I've just fed my 16 mo dd back to sleep while reading this and was so thankful I've done things the way I did.

It's been imensely difficult, no family support so just dp and I, and I've had pnd and anxiety since having her. The sleep deprivation and wake ups can be horrendous but at least my child knows I'm always there for her.

I knew at the time after watching an episode of that program that she would feel different with her own child.

That poor, poor baby. No wonder it was losing weight if she made it sleep through the bloody night so young.

Lilipot15 · 10/11/2015 21:51

Interesting article but it doesn't sound like a happy home. Glad my DH didn't put an eye mask and ear defenders on me at the end of labour - how weird!!
Also odd that there are many pointers that would raise concerns about PND and bonding, yet now the baby has been "sleep trained" - really, at 10 weeks?! - all is reportedly well again, clean house, wine in fridge for husband getting back....

Having said that, I do like some of her tips for toddlers. Just not the bits that involve lots of crying.

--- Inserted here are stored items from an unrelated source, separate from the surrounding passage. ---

//! regforest: leaf-node statistics for multi-target regression forests.
//!
//! Each regression tree leaf stores the mean of the target vectors that
//! reached it. This crate provides that running-mean estimator and keeps it
//! consistent across every way a forest builds and uses it: batch training,
//! parallel partial accumulation, online updates, forest-level averaging,
//! alternating regression passes and model persistence.
//!
//! # Key Types
//!
//! - [`LeafStats`] - Mean target vector and sample count of one leaf
//! - [`ForestConfig`] - Target dimensionality and runtime settings
//! - [`LabelledSample`] / [`RegressionLabel`] - Training samples
//! - [`SampleSet`] / [`DataSet`] - Sample collections reaching a leaf
//!
//! # Example
//!
//! ```
//! use regforest::{ForestConfig, LabelledSample, LeafStats};
//!
//! let config = ForestConfig::with_targets(2).unwrap();
//! let samples: Vec<LabelledSample> = [[1.0, 2.0], [3.0, 4.0], [5.0, 6.0]]
//!     .iter()
//!     .map(|t| LabelledSample::from_target(t.to_vec()))
//!     .collect();
//!
//! let mut leaf = LeafStats::new(&config);
//! leaf.aggregate(&samples, false).unwrap();
//! assert_eq!(leaf.num_samples(), 3);
//! assert_eq!(leaf.prediction().to_vec(), vec![3.0, 4.0]);
//! ```

// Re-export approx traits for users who want to compare predictions
pub use approx;

pub mod config;
pub mod data;
pub mod error;
pub mod leaf;
pub mod persist;
pub mod testing;
pub mod utils;

// =============================================================================
// Convenience Re-exports
// =============================================================================

pub use config::{ConfigError, ForestConfig};
pub use data::{DataSet, LabelledSample, RegressionLabel, SampleSet};
pub use error::LeafStatsError;
pub use leaf::LeafStats;
pub use utils::Parallelism;
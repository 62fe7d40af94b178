//! Forest-wide configuration shared by all leaf statistics.
//!
//! [`ForestConfig`] carries the settings that leaf statistics read at
//! construction time, most importantly the target dimensionality. It is
//! passed explicitly by reference; there is no global configuration.
//!
//! # Example
//!
//! ```
//! use regforest::ForestConfig;
//!
//! // All defaults: a single target variable
//! let config = ForestConfig::builder().build().unwrap();
//! assert_eq!(config.num_target_variables(), 1);
//!
//! // Multi-target regression
//! let config = ForestConfig::builder()
//!     .num_target_variables(3)
//!     .build()
//!     .unwrap();
//! assert_eq!(config.num_target_variables(), 3);
//! ```

use std::num::NonZeroUsize;

use bon::Builder;

use crate::utils::Parallelism;

// =============================================================================
// ConfigError
// =============================================================================

/// Errors that can occur during configuration validation.
#[derive(Debug, Clone, PartialEq)]
pub enum ConfigError {
    /// Number of target variables must be at least 1.
    InvalidNumTargetVariables(usize),
}

impl std::fmt::Display for ConfigError {
    fn fmt(&self, f: &mut std::fmt::Formatter<'_>) -> std::fmt::Result {
        match self {
            Self::InvalidNumTargetVariables(v) => {
                write!(f, "num_target_variables must be at least 1, got {}", v)
            }
        }
    }
}

impl std::error::Error for ConfigError {}

// =============================================================================
// ForestConfig
// =============================================================================

/// Configuration consumed by leaf statistics.
#[derive(Debug, Clone, Builder)]
#[builder(
    derive(Clone, Debug),
    finish_fn(vis = "", name = __build_internal)
)]
pub struct ForestConfig {
    /// Dimensionality of the regression target vector. Default: 1.
    #[builder(default = 1)]
    num_target_variables: usize,

    /// Number of threads for parallel accumulation. `None` uses the
    /// current rayon pool.
    n_threads: Option<NonZeroUsize>,
}

/// Custom finishing function that validates the config.
impl<S: forest_config_builder::IsComplete> ForestConfigBuilder<S> {
    /// Build and validate the configuration.
    ///
    /// # Errors
    ///
    /// Returns [`ConfigError`] if `num_target_variables == 0`.
    pub fn build(self) -> Result<ForestConfig, ConfigError> {
        let config = self.__build_internal();
        config.validate()?;
        Ok(config)
    }
}

impl ForestConfig {
    /// Shorthand for a config with the given target dimensionality and
    /// defaults everywhere else.
    pub fn with_targets(num_target_variables: usize) -> Result<Self, ConfigError> {
        Self::builder()
            .num_target_variables(num_target_variables)
            .build()
    }

    fn validate(&self) -> Result<(), ConfigError> {
        if self.num_target_variables == 0 {
            return Err(ConfigError::InvalidNumTargetVariables(
                self.num_target_variables,
            ));
        }
        Ok(())
    }

    /// Dimensionality of the regression target vector.
    #[inline]
    pub fn num_target_variables(&self) -> usize {
        self.num_target_variables
    }

    /// Configured thread count, if any.
    pub fn n_threads(&self) -> Option<NonZeroUsize> {
        self.n_threads
    }

    /// Parallelism implied by the thread count.
    pub fn parallelism(&self) -> Parallelism {
        Parallelism::from_threads(self.n_threads.map_or(0, NonZeroUsize::get))
    }
}

impl Default for ForestConfig {
    fn default() -> Self {
        Self {
            num_target_variables: 1,
            n_threads: None,
        }
    }
}

#[cfg(test)]
mod tests {
    use super::*;

    #[test]
    fn default_config_has_one_target() {
        let config = ForestConfig::builder().build().unwrap();
        assert_eq!(config.num_target_variables(), 1);
        assert!(config.n_threads().is_none());
    }

    #[test]
    fn zero_targets_rejected() {
        let err = ForestConfig::builder()
            .num_target_variables(0)
            .build()
            .unwrap_err();
        assert_eq!(err, ConfigError::InvalidNumTargetVariables(0));
        assert!(err.to_string().contains("num_target_variables"));
    }

    #[test]
    fn with_targets_shorthand() {
        let config = ForestConfig::with_targets(4).unwrap();
        assert_eq!(config.num_target_variables(), 4);
        assert!(ForestConfig::with_targets(0).is_err());
    }

    #[test]
    fn single_thread_is_sequential() {
        let config = ForestConfig::builder()
            .n_threads(NonZeroUsize::new(1).unwrap())
            .build()
            .unwrap();
        assert_eq!(config.parallelism(), Parallelism::Sequential);

        let config = ForestConfig::builder()
            .n_threads(NonZeroUsize::new(4).unwrap())
            .build()
            .unwrap();
        assert_eq!(config.parallelism(), Parallelism::Parallel);
    }
}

I wonder how much this woman costs who made her baby sleep? I am a bit Envy though as I have yet to have a full night's sleep in the last two years Grin

Lilipot15 · 10/11/2015 21:52

And Ming yes, I was working until my baby needed feeding back to sleep and that's when I read the article....now she is asleep, we've had a snuggle and I can finish my work. Not actually that disruptive really!!

onahorsewithnoname · 10/11/2015 21:53

Actually she sounds ignorant and poorly trained.
Breastfeeding a newborn and sleep training are for the most part incompatible. It's basic knowledge.

YouBastardSockBalls · 10/11/2015 21:54

Fucking horrific.

Who the fuck sleep trains a newborn?? Selfish cow. God forbid her new baby get in the way of doing her sodding nails.

She sounds like a total psychopath. Poor baby, I can't even imagine leaving a newborn to cry whilst you fuck around upstairs.

She sounds awful.

53rdAndBird · 10/11/2015 21:56

I find it quite sad that the basic message bills down to "I used to think mothers who got upset when their babies cried were just being soft, until I had my own baby and found out it wasn't that easy - so I hired someone to teach me that I too was just being soft, and she ignored my crying newborn for me while I went out with the dog." Not exactly progress, is it?